Return the count of lines in the records that include the string "verified", and nothing besides it.

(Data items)
═══
//! Argon2id password hashing, verification, and strength validation.
//!
//! All password hashes use the Argon2id variant with a cryptographically
//! random salt generated via [`OsRng`]. The PHC string format is used for
//! storage so that algorithm parameters and salt are embedded in the hash.

use argon2::password_hash::rand_core::OsRng;
use argon2::password_hash::{PasswordHash, PasswordHasher, PasswordVerifier, SaltString};
use argon2::Argon2;

/// Minimum password length accepted at signup.
pub const MIN_PASSWORD_LENGTH: usize = 10;

/// Hash a plaintext password using Argon2id with a random salt.
///
/// Returns the PHC-formatted hash string (includes algorithm, params, salt,
/// and hash).
pub fn hash_password(password: &str) -> Result<String, argon2::password_hash::Error> {
    let salt = SaltString::generate(&mut OsRng);
    let argon2 = Argon2::default(); // Argon2id with default params
    let hash = argon2.hash_password(password.as_bytes(), &salt)?;
    Ok(hash.to_string())
}

/// Verify a plaintext password against a stored PHC-formatted Argon2id hash.
///
/// Returns `Ok(true)` if the password matches, `Ok(false)` if it does not.
pub fn verify_password(password: &str, hash: &str) -> Result<bool, argon2::password_hash::Error> {
    let parsed_hash = PasswordHash::new(hash)?;
    match Argon2::default().verify_password(password.as_bytes(), &parsed_hash) {
        Ok(()) => Ok(true),
        Err(argon2::password_hash::Error::Password) => Ok(false),
        Err(e) => Err(e),
    }
}

/// Validate that a password meets the minimum strength requirement.
pub fn validate_password_strength(password: &str) -> Result<(), String> {
    if password.len() < MIN_PASSWORD_LENGTH {
        return Err(format!(
            "Password must be at least {MIN_PASSWORD_LENGTH} characters long"
        ));
    }
    Ok(())
}

#[cfg(test)]
mod tests {
    use super::*;

    #[test]
    fn test_hash_and_verify() {
        let password = "correct-horse-battery-staple";
        let hash = hash_password(password).expect("hashing should succeed");

        // The hash must be a valid PHC string starting with the argon2id identifier.
        assert!(
            hash.starts_with("$argon2id$"),
            "expected argon2id PHC prefix"
        );

        let verified = verify_password(password, &hash).expect("verify should succeed");
        assert!(verified, "correct password should verify as true");
    }

    #[test]
    fn test_wrong_password_fails() {
        let hash = hash_password("real-password").expect("hashing should succeed");
        let verified = verify_password("wrong-password", &hash).expect("verify should succeed");
        assert!(!verified, "wrong password should verify as false");
    }

    #[test]
    fn test_password_too_short() {
        let result = validate_password_strength("short");
        assert!(result.is_err());
        let msg = result.unwrap_err();
        assert!(
            msg.contains("at least 10 characters"),
            "error message should state the minimum length"
        );
    }

    #[test]
    fn test_password_meets_minimum() {
        assert!(validate_password_strength("ten0chars!").is_ok());
        assert!(validate_password_strength("a-much-longer-password").is_ok());
    }
}
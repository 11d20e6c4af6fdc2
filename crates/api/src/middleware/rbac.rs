//! Role-based access control extractors.
//!
//! Each extractor wraps [`AuthUser`] and rejects requests whose role does not
//! meet the minimum requirement.

use axum::extract::FromRequestParts;
use axum::http::request::Parts;
use forgeline_core::error::CoreError;
use forgeline_core::roles::ROLE_ADMIN;

use super::auth::AuthUser;
use crate::error::AppError;
use crate::state::AppState;

/// Requires the `admin` role. Rejects with 403 Forbidden otherwise.
///
/// ```ignore
/// async fn admin_only(RequireAdmin(user): RequireAdmin) -> AppResult<Json<()>> {
///     // user is guaranteed to be an admin here
///     Ok(Json(()))
/// }
/// ```
pub struct RequireAdmin(pub AuthUser);

impl FromRequestParts<AppState> for RequireAdmin {
    type Rejection = AppError;

    async fn from_request_parts(
        parts: &mut Parts,
        state: &AppState,
    ) -> Result<Self, Self::Rejection> {
        let user = AuthUser::from_request_parts(parts, state).await?;
        if user.role != ROLE_ADMIN {
            return Err(AppError::Core(CoreError::Forbidden(
                "Admin role required".into(),
            )));
        }
        Ok(RequireAdmin(user))
    }
}
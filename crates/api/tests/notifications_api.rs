//! HTTP-level integration tests for the notification flow: a signed-in
//! author is notified when their review is moderated.

mod common;

use axum::http::StatusCode;
use common::{body_json, build_test_app, get_auth, post_json_auth, seed_user};
use serde_json::json;
use sqlx::PgPool;

#[sqlx::test(migrations = "../db/migrations")]
async fn test_moderation_notifies_the_author(pool: PgPool) {
    let (_, admin_token) = seed_user(&pool, "moderator", "admin").await;
    let (author, author_token) = seed_user(&pool, "author", "user").await;

    // Author submits a review while signed in; their identity is attached.
    let response = post_json_auth(
        build_test_app(pool.clone()),
        "/api/v1/reviews",
        json!({ "rating": 5, "comment": "flawless installation" }),
        &author_token,
    )
    .await;
    assert_eq!(response.status(), StatusCode::CREATED);
    let created = body_json(response).await;
    assert_eq!(
        created["data"]["user_id"].as_str().unwrap(),
        author.id.to_string()
    );
    let review_id = created["data"]["id"].as_str().unwrap().to_string();

    // Admin approves it.
    let response = post_json_auth(
        build_test_app(pool.clone()),
        &format!("/api/v1/admin/reviews/{review_id}/approve"),
        json!({}),
        &admin_token,
    )
    .await;
    assert_eq!(response.status(), StatusCode::OK);

    // The author now has one unread notification.
    let response = get_auth(
        build_test_app(pool.clone()),
        "/api/v1/notifications/unread-count",
        &author_token,
    )
    .await;
    let json = body_json(response).await;
    assert_eq!(json["data"]["unread"], 1);

    let response = get_auth(
        build_test_app(pool.clone()),
        "/api/v1/notifications?unread_only=true",
        &author_token,
    )
    .await;
    let json = body_json(response).await;
    let notifications = json["data"].as_array().unwrap();
    assert_eq!(notifications.len(), 1);
    assert_eq!(
        notifications[0]["title"],
        "Your review has been published"
    );
    let notification_id = notifications[0]["id"].as_str().unwrap().to_string();

    // Marking it read clears the badge.
    let response = post_json_auth(
        build_test_app(pool.clone()),
        &format!("/api/v1/notifications/{notification_id}/read"),
        json!({}),
        &author_token,
    )
    .await;
    assert_eq!(response.status(), StatusCode::NO_CONTENT);

    let response = get_auth(
        build_test_app(pool.clone()),
        "/api/v1/notifications/unread-count",
        &author_token,
    )
    .await;
    let json = body_json(response).await;
    assert_eq!(json["data"]["unread"], 0);
}

#[sqlx::test(migrations = "../db/migrations")]
async fn test_anonymous_review_notifies_nobody(pool: PgPool) {
    let (_, admin_token) = seed_user(&pool, "quiet-moderator", "admin").await;

    let response = common::post_json(
        build_test_app(pool.clone()),
        "/api/v1/reviews",
        json!({ "rating": 3, "comment": "decent" }),
    )
    .await;
    assert_eq!(response.status(), StatusCode::CREATED);
    let created = body_json(response).await;
    let review_id = created["data"]["id"].as_str().unwrap().to_string();

    let response = post_json_auth(
        build_test_app(pool.clone()),
        &format!("/api/v1/admin/reviews/{review_id}/reject"),
        json!({}),
        &admin_token,
    )
    .await;
    assert_eq!(response.status(), StatusCode::OK);

    let count: i64 = sqlx::query_scalar("SELECT COUNT(*) FROM notifications")
        .fetch_one(&pool)
        .await
        .unwrap();
    assert_eq!(count, 0);
}
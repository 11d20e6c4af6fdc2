//! Handlers for the `/gallery` resource.

use axum::extract::{Path, Query, State};
use axum::http::StatusCode;
use axum::Json;
use forgeline_core::error::CoreError;
use forgeline_core::status::Category;
use forgeline_core::types::DbId;
use forgeline_db::models::gallery::{CreateGalleryItem, GalleryItem, UpdateGalleryItem};
use forgeline_db::repositories::GalleryRepo;
use serde::Deserialize;

use crate::error::{AppError, AppResult};
use crate::middleware::rbac::RequireAdmin;
use crate::query::PageParams;
use crate::response::{DataResponse, Paginated};
use crate::state::AppState;

/// Query parameters for the gallery listing. Pagination comes in through a
/// separate [`PageParams`] extractor on the same query string.
#[derive(Debug, Deserialize)]
pub struct GalleryListParams {
    pub category: Option<String>,
    #[serde(default)]
    pub featured: bool,
}

/// GET /api/v1/gallery
///
/// One page of gallery items, optionally filtered by category.
pub async fn list(
    State(state): State<AppState>,
    Query(params): Query<GalleryListParams>,
    Query(paging): Query<PageParams>,
) -> AppResult<Json<Paginated<GalleryItem>>> {
    let category = match params.category.as_deref() {
        None | Some("all") => None,
        Some(value) => Some(Category::parse(value).map_err(AppError::Core)?),
    };

    let (page, per_page, start, end) = paging.resolve();
    let (items, total) = GalleryRepo::list(
        &state.pool,
        category.map(|c| c.as_str()),
        params.featured,
        start,
        end,
    )
    .await?;

    Ok(Json(Paginated::new(items, page, per_page, total)))
}

/// GET /api/v1/gallery/{id}
pub async fn get_by_id(
    State(state): State<AppState>,
    Path(id): Path<DbId>,
) -> AppResult<Json<DataResponse<GalleryItem>>> {
    let item = GalleryRepo::find_by_id(&state.pool, id)
        .await?
        .ok_or(AppError::Core(CoreError::NotFound {
            entity: "GalleryItem",
            id,
        }))?;
    Ok(Json(DataResponse { data: item }))
}

/// POST /api/v1/admin/gallery
pub async fn create(
    RequireAdmin(admin): RequireAdmin,
    State(state): State<AppState>,
    Json(input): Json<CreateGalleryItem>,
) -> AppResult<(StatusCode, Json<DataResponse<GalleryItem>>)> {
    Category::parse(&input.category).map_err(AppError::Core)?;
    if input.title.trim().is_empty() {
        return Err(AppError::BadRequest("title must not be empty".into()));
    }

    let item = GalleryRepo::create(&state.pool, &input).await?;

    tracing::info!(gallery_id = %item.id, user_id = %admin.user_id, "Gallery item created");

    Ok((StatusCode::CREATED, Json(DataResponse { data: item })))
}

/// PUT /api/v1/admin/gallery/{id}
pub async fn update(
    RequireAdmin(_admin): RequireAdmin,
    State(state): State<AppState>,
    Path(id): Path<DbId>,
    Json(input): Json<UpdateGalleryItem>,
) -> AppResult<Json<DataResponse<GalleryItem>>> {
    if let Some(category) = &input.category {
        Category::parse(category).map_err(AppError::Core)?;
    }

    let item = GalleryRepo::update(&state.pool, id, &input)
        .await?
        .ok_or(AppError::Core(CoreError::NotFound {
            entity: "GalleryItem",
            id,
        }))?;
    Ok(Json(DataResponse { data: item }))
}

/// POST /api/v1/admin/gallery/{id}/toggle-featured
pub async fn toggle_featured(
    RequireAdmin(_admin): RequireAdmin,
    State(state): State<AppState>,
    Path(id): Path<DbId>,
) -> AppResult<Json<DataResponse<GalleryItem>>> {
    let item = GalleryRepo::toggle_featured(&state.pool, id)
        .await?
        .ok_or(AppError::Core(CoreError::NotFound {
            entity: "GalleryItem",
            id,
        }))?;
    Ok(Json(DataResponse { data: item }))
}

/// DELETE /api/v1/admin/gallery/{id}
pub async fn remove(
    RequireAdmin(admin): RequireAdmin,
    State(state): State<AppState>,
    Path(id): Path<DbId>,
) -> AppResult<StatusCode> {
    let removed = GalleryRepo::remove(&state.pool, id).await?;
    if !removed {
        return Err(AppError::Core(CoreError::NotFound {
            entity: "GalleryItem",
            id,
        }));
    }

    tracing::info!(gallery_id = %id, user_id = %admin.user_id, "Gallery item removed");

    Ok(StatusCode::NO_CONTENT)
}
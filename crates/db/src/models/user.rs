//! Auth user model and DTOs.

use forgeline_core::types::{DbId, Timestamp};
use serde::{Deserialize, Serialize};
use sqlx::FromRow;

/// Full user row from the `users` table.
///
/// Contains the password hash -- NEVER serialize this to API responses
/// directly. Use [`UserResponse`] for external-facing output.
#[derive(Debug, Clone, FromRow)]
pub struct User {
    pub id: DbId,
    pub username: String,
    pub email: String,
    pub password_hash: String,
    /// Role name: `"admin"` or `"user"`.
    pub role: String,
    pub is_active: bool,
    pub last_login_at: Option<Timestamp>,
    pub failed_login_count: i32,
    pub locked_until: Option<Timestamp>,
    pub created_at: Timestamp,
    pub updated_at: Timestamp,
}

/// Safe user representation for API responses (no password hash).
#[derive(Debug, Clone, Serialize)]
pub struct UserResponse {
    pub id: DbId,
    pub username: String,
    pub email: String,
    pub role: String,
    pub is_active: bool,
    pub last_login_at: Option<Timestamp>,
    pub created_at: Timestamp,
}

impl From<User> for UserResponse {
    fn from(user: User) -> Self {
        UserResponse {
            id: user.id,
            username: user.username,
            email: user.email,
            role: user.role,
            is_active: user.is_active,
            last_login_at: user.last_login_at,
            created_at: user.created_at,
        }
    }
}

/// DTO for creating a new user. The password is hashed before this is built.
#[derive(Debug, Deserialize)]
pub struct CreateUser {
    pub username: String,
    pub email: String,
    pub password_hash: String,
    pub role: String,
}
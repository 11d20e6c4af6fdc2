//! Repository for the `projects` table.

use forgeline_core::types::DbId;
use sqlx::{FromRow, PgPool, Row};

use crate::models::project::{CreateProject, Project, ProjectFilter, UpdateProject};
use crate::store::contains_pattern;

/// Column list shared across queries to avoid repetition.
const COLUMNS: &str =
    "id, title, description, category, images, owner_id, status, featured, created_at, updated_at";

/// Provides CRUD operations for projects.
pub struct ProjectRepo;

impl ProjectRepo {
    /// Insert a new project in `draft` status, returning the created row.
    pub async fn create(pool: &PgPool, input: &CreateProject) -> Result<Project, sqlx::Error> {
        let query = format!(
            "INSERT INTO projects (title, description, category, images, owner_id)
             VALUES ($1, $2, $3, $4, $5)
             RETURNING {COLUMNS}"
        );
        sqlx::query_as::<_, Project>(&query)
            .bind(&input.title)
            .bind(&input.description)
            .bind(&input.category)
            .bind(&input.images)
            .bind(input.owner_id)
            .fetch_one(pool)
            .await
    }

    /// Find a project by ID.
    pub async fn find_by_id(pool: &PgPool, id: DbId) -> Result<Option<Project>, sqlx::Error> {
        let query = format!("SELECT {COLUMNS} FROM projects WHERE id = $1");
        sqlx::query_as::<_, Project>(&query)
            .bind(id)
            .fetch_optional(pool)
            .await
    }

    /// List one page of projects matching a filter, newest first.
    ///
    /// Returns the page rows together with the exact total count of matching
    /// rows, obtained in the same round-trip via `COUNT(*) OVER ()`. A window
    /// past the last row still needs the exact count, so that case falls back
    /// to a dedicated count query.
    pub async fn list(
        pool: &PgPool,
        filter: &ProjectFilter,
        start: i64,
        end: i64,
    ) -> Result<(Vec<Project>, i64), sqlx::Error> {
        let query = format!(
            "SELECT {COLUMNS}, COUNT(*) OVER () AS total_count FROM projects
             WHERE ($1::TEXT IS NULL OR category = $1)
               AND ($2::TEXT IS NULL OR status = $2)
               AND (NOT $3 OR featured = true)
             ORDER BY created_at DESC
             LIMIT $4 OFFSET $5"
        );
        let rows = sqlx::query(&query)
            .bind(&filter.category)
            .bind(&filter.status)
            .bind(filter.featured_only)
            .bind(end - start + 1)
            .bind(start)
            .fetch_all(pool)
            .await?;

        let total = match rows.first() {
            Some(row) => row.try_get::<i64, _>("total_count")?,
            None => Self::count(pool, filter).await?,
        };
        let projects = rows
            .iter()
            .map(Project::from_row)
            .collect::<Result<Vec<_>, _>>()?;
        Ok((projects, total))
    }

    /// Count projects matching a filter.
    pub async fn count(pool: &PgPool, filter: &ProjectFilter) -> Result<i64, sqlx::Error> {
        sqlx::query_scalar(
            "SELECT COUNT(*) FROM projects
             WHERE ($1::TEXT IS NULL OR category = $1)
               AND ($2::TEXT IS NULL OR status = $2)
               AND (NOT $3 OR featured = true)",
        )
        .bind(&filter.category)
        .bind(&filter.status)
        .bind(filter.featured_only)
        .fetch_one(pool)
        .await
    }

    /// List all projects owned by a user, newest first.
    pub async fn list_by_owner(pool: &PgPool, owner_id: DbId) -> Result<Vec<Project>, sqlx::Error> {
        let query =
            format!("SELECT {COLUMNS} FROM projects WHERE owner_id = $1 ORDER BY created_at DESC");
        sqlx::query_as::<_, Project>(&query)
            .bind(owner_id)
            .fetch_all(pool)
            .await
    }

    /// Case-insensitive substring search over title, description, and
    /// category. Newest first, no ranking.
    pub async fn search(
        pool: &PgPool,
        term: &str,
        limit: i64,
    ) -> Result<Vec<Project>, sqlx::Error> {
        let pattern = contains_pattern(term);
        let query = format!(
            "SELECT {COLUMNS} FROM projects
             WHERE status = 'published'
               AND (title ILIKE $1 OR description ILIKE $1 OR category ILIKE $1)
             ORDER BY created_at DESC
             LIMIT $2"
        );
        sqlx::query_as::<_, Project>(&query)
            .bind(&pattern)
            .bind(limit)
            .fetch_all(pool)
            .await
    }

    /// Update a project. Only non-`None` fields in `input` are applied.
    ///
    /// Returns `None` if no row with the given `id` exists.
    pub async fn update(
        pool: &PgPool,
        id: DbId,
        input: &UpdateProject,
    ) -> Result<Option<Project>, sqlx::Error> {
        let query = format!(
            "UPDATE projects SET
                title = COALESCE($2, title),
                description = COALESCE($3, description),
                category = COALESCE($4, category),
                images = COALESCE($5, images)
             WHERE id = $1
             RETURNING {COLUMNS}"
        );
        sqlx::query_as::<_, Project>(&query)
            .bind(id)
            .bind(&input.title)
            .bind(&input.description)
            .bind(&input.category)
            .bind(&input.images)
            .fetch_optional(pool)
            .await
    }

    /// Set a project's publication status. Returns the updated row, or
    /// `None` if the project does not exist.
    pub async fn set_status(
        pool: &PgPool,
        id: DbId,
        status: &str,
    ) -> Result<Option<Project>, sqlx::Error> {
        let query = format!("UPDATE projects SET status = $2 WHERE id = $1 RETURNING {COLUMNS}");
        sqlx::query_as::<_, Project>(&query)
            .bind(id)
            .bind(status)
            .fetch_optional(pool)
            .await
    }

    /// Flip the `featured` flag. Returns the updated row, or `None` if the
    /// project does not exist.
    pub async fn toggle_featured(pool: &PgPool, id: DbId) -> Result<Option<Project>, sqlx::Error> {
        let query =
            format!("UPDATE projects SET featured = NOT featured WHERE id = $1 RETURNING {COLUMNS}");
        sqlx::query_as::<_, Project>(&query)
            .bind(id)
            .fetch_optional(pool)
            .await
    }
}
═══
OUTPUT OF THE EXERCISE: 4